Additional public investment of an estimated US$24 billion annually, focused on poor countries with large numbers of undernourished people, would make it possible to attain the World Food Summit goal of halving hunger by 2015 on a sustainable basis. Achieving this goal, instead of the smaller reduction in the number of undernourished expected under "business as usual", is likely to yield incremental benefits worth at least US$120 billion per year as a result of longer and healthier lives for all those who gain from such improvements. The investment package includes, inter alia, an injection of start-up capital, averaging US$500 per family, for on-farm investment to raise the productivity and production of 4 to 5 million households in poor rural communities. It also covers targeted direct food assistance programmes - at a cost of $30 to $40 per person per year - for up to 200 million hard-core hungry people, many of whom are school-aged children. Other components are for the development of irrigation systems and rural roads linking farmers with markets; the conservation and sustainable management of soils, forests, fisheries and genetic resources; and agricultural research, learning and information systems.

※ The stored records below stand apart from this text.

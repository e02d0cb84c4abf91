//! Interchange structures for grammar definitions.
//!
//! This is the wire shape produced by external grammar loaders:
//!
//! ```json
//! {
//!     "initial": "S",
//!     "terminals": ["a", "b"],
//!     "nonTerminals": ["S"],
//!     "productions": [ { "left": "S", "right": ["a", "S", "b"] } ]
//! }
//! ```
//!
//! A definition carries raw, unchecked data; [`Grammar::from_definition`]
//! validates and augments it.
//!
//! [`Grammar::from_definition`]: crate::Grammar::from_definition

use serde::{Deserialize, Serialize};

use crate::{Production, Symbol};

/// Raw grammar data, prior to validation and augmentation.
#[derive(Debug, Clone, PartialEq, Eq, Serialize, Deserialize)]
#[serde(rename_all = "camelCase")]
pub struct GrammarDefinition {
    pub initial: Symbol,
    pub terminals: Vec<Symbol>,
    pub non_terminals: Vec<Symbol>,
    pub productions: Vec<ProductionDefinition>,
}

/// One `left -> right` rule of a [`GrammarDefinition`]. A missing `right`
/// denotes an ε-production.
#[derive(Debug, Clone, PartialEq, Eq, Serialize, Deserialize)]
pub struct ProductionDefinition {
    pub left: Symbol,
    #[serde(default)]
    pub right: Vec<Symbol>,
}

impl From<ProductionDefinition> for Production {
    fn from(definition: ProductionDefinition) -> Self {
        Production::new(definition.left, definition.right)
    }
}
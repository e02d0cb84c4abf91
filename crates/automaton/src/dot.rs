//! GraphViz `dot` rendering of the automaton graph.
//!
//! Nodes are labelled with their item sets, accepting states are drawn with
//! a double circle, and edges carry their transition symbol. The output is
//! plain `dot` text; laying it out is the consumer's business.

use std::borrow::Cow;
use std::io;

use itertools::Itertools;

use crate::automaton::Automaton;
use crate::state::{Edge, StateId};

/// Borrowed view of an [`Automaton`] implementing the `dot` graph traits.
pub struct DotGraph<'a> {
    automaton: &'a Automaton,
    states: Vec<StateId>,
    edges: Vec<Edge>,
}

impl<'a> DotGraph<'a> {
    pub fn new(automaton: &'a Automaton) -> Self {
        Self {
            states: automaton.reachable(),
            edges: automaton.edges(),
            automaton,
        }
    }
}

impl<'a> dot::Labeller<'a, StateId, Edge> for DotGraph<'a> {
    fn graph_id(&'a self) -> dot::Id<'a> {
        dot::Id::new("lr0").unwrap()
    }

    fn node_id(&'a self, n: &StateId) -> dot::Id<'a> {
        dot::Id::new(format!("I{}", n)).unwrap()
    }

    fn node_label(&'a self, n: &StateId) -> dot::LabelText<'a> {
        let state = self.automaton.state(*n);
        let items = state
            .items()
            .iter()
            .map(|item| item.render(self.automaton.grammar()))
            .join("\n");
        let label = match state.name() {
            Some(name) => format!("{name}\n{items}"),
            None => items,
        };
        dot::LabelText::LabelStr(label.into())
    }

    fn edge_label(&'a self, e: &Edge) -> dot::LabelText<'a> {
        dot::LabelText::LabelStr(e.label.clone().into())
    }

    fn node_shape(&'a self, n: &StateId) -> Option<dot::LabelText<'a>> {
        let shape: &'static str = if self.automaton.state(*n).is_accepting() {
            "doublecircle"
        } else {
            "box"
        };
        Some(dot::LabelText::LabelStr(shape.into()))
    }
}

impl<'a> dot::GraphWalk<'a, StateId, Edge> for DotGraph<'a> {
    fn nodes(&'a self) -> dot::Nodes<'a, StateId> {
        Cow::Borrowed(&self.states)
    }

    fn edges(&'a self) -> dot::Edges<'a, Edge> {
        Cow::Borrowed(&self.edges)
    }

    fn source(&self, e: &Edge) -> StateId {
        e.origin
    }

    fn target(&self, e: &Edge) -> StateId {
        e.destination
    }
}

/// Render `automaton` as a GraphViz digraph.
pub fn render<W: io::Write>(automaton: &Automaton, writer: &mut W) -> io::Result<()> {
    dot::render(&DotGraph::new(automaton), writer)
}
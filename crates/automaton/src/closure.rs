//! Closure and goto over item sets.
//!
//! Both functions are pure: they read the grammar, build a fresh item set,
//! and mutate nothing. Each runs an explicit worklist to a fixpoint, so no
//! call-stack depth depends on the grammar.

use std::collections::BTreeSet;

use lr0_grammar::Grammar;

use crate::item::Item;

/// Expand `items` until every non-terminal immediately after a dot has all
/// of its productions present at dot 0.
///
/// The result is a unique fixpoint, so `closure(closure(i)) == closure(i)`.
pub fn closure(grammar: &Grammar, items: &BTreeSet<Item>) -> BTreeSet<Item> {
    let mut stack: Vec<Item> = items.iter().copied().collect();
    let mut result = items.clone();
    while let Some(item) = stack.pop() {
        let Some(symbol) = item.pointed_symbol(grammar) else {
            continue;
        };
        if !grammar.is_non_terminal(symbol) {
            continue;
        }
        for production in grammar.productions_with_left(symbol) {
            let item = Item::new(production);
            if result.insert(item) {
                stack.push(item);
            }
        }
    }
    result
}

/// Advance every item of `items` whose dot sits immediately before
/// `symbol`, then take the closure of the advanced set.
///
/// When no item can shift `symbol` the result is empty; the builder creates
/// no transition for it.
pub fn goto(grammar: &Grammar, items: &BTreeSet<Item>, symbol: &str) -> BTreeSet<Item> {
    let advanced: BTreeSet<Item> = items
        .iter()
        .filter(|item| item.pointed_symbol(grammar) == Some(symbol))
        .map(Item::advanced)
        .collect();
    if advanced.is_empty() {
        return advanced;
    }
    closure(grammar, &advanced)
}
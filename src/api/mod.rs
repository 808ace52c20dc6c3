//! REST API over a finished market run.
//!
//! Provides three GET endpoints:
//! - `/state`: engine, final state, stage counters and run summary
//! - `/lmp?day=D&hour=H`: bus prices of one hour
//! - `/dispatch?day=D`: per-generator commitment, output and cost of one day

mod handlers;
mod types;

use std::net::SocketAddr;
use std::sync::Arc;

use axum::Router;
use axum::routing::get;

use crate::runner::RunReport;

pub use types::{BusPrice, DispatchRecord, ErrorResponse, LmpResponse};

/// Immutable application state shared across all request handlers.
///
/// Built once after the run finishes; the data is read-only.
pub struct AppState {
    pub report: RunReport,
}

/// Builds the axum router with all API routes.
pub fn router(state: Arc<AppState>) -> Router {
    Router::new()
        .route("/state", get(handlers::get_state))
        .route("/lmp", get(handlers::get_lmp))
        .route("/dispatch", get(handlers::get_dispatch))
        .with_state(state)
}

/// Binds to the given address and serves the API.
///
/// # Errors
///
/// Returns an `io::Error` if the listener cannot bind or the server fails.
pub async fn serve(state: Arc<AppState>, addr: SocketAddr) -> std::io::Result<()> {
    let app = router(state);
    let listener = tokio::net::TcpListener::bind(addr).await?;
    tracing::info!(%addr, "API server listening");
    axum::serve(listener, app).await
}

It is suggested that the bulk of the required funding for agricultural and rural development be shared between the national government budgets of the countries where hunger is a major problem and international transfers in the form of grants and concessional loans. The implications of the proposed sharing of funds will be a doubling of concessional funding to agricultural and rural development and an overall increase in national expenditures of 20 percent for developing countries. It is not the intention of this publication to seek additional resources for any particular organization or programme.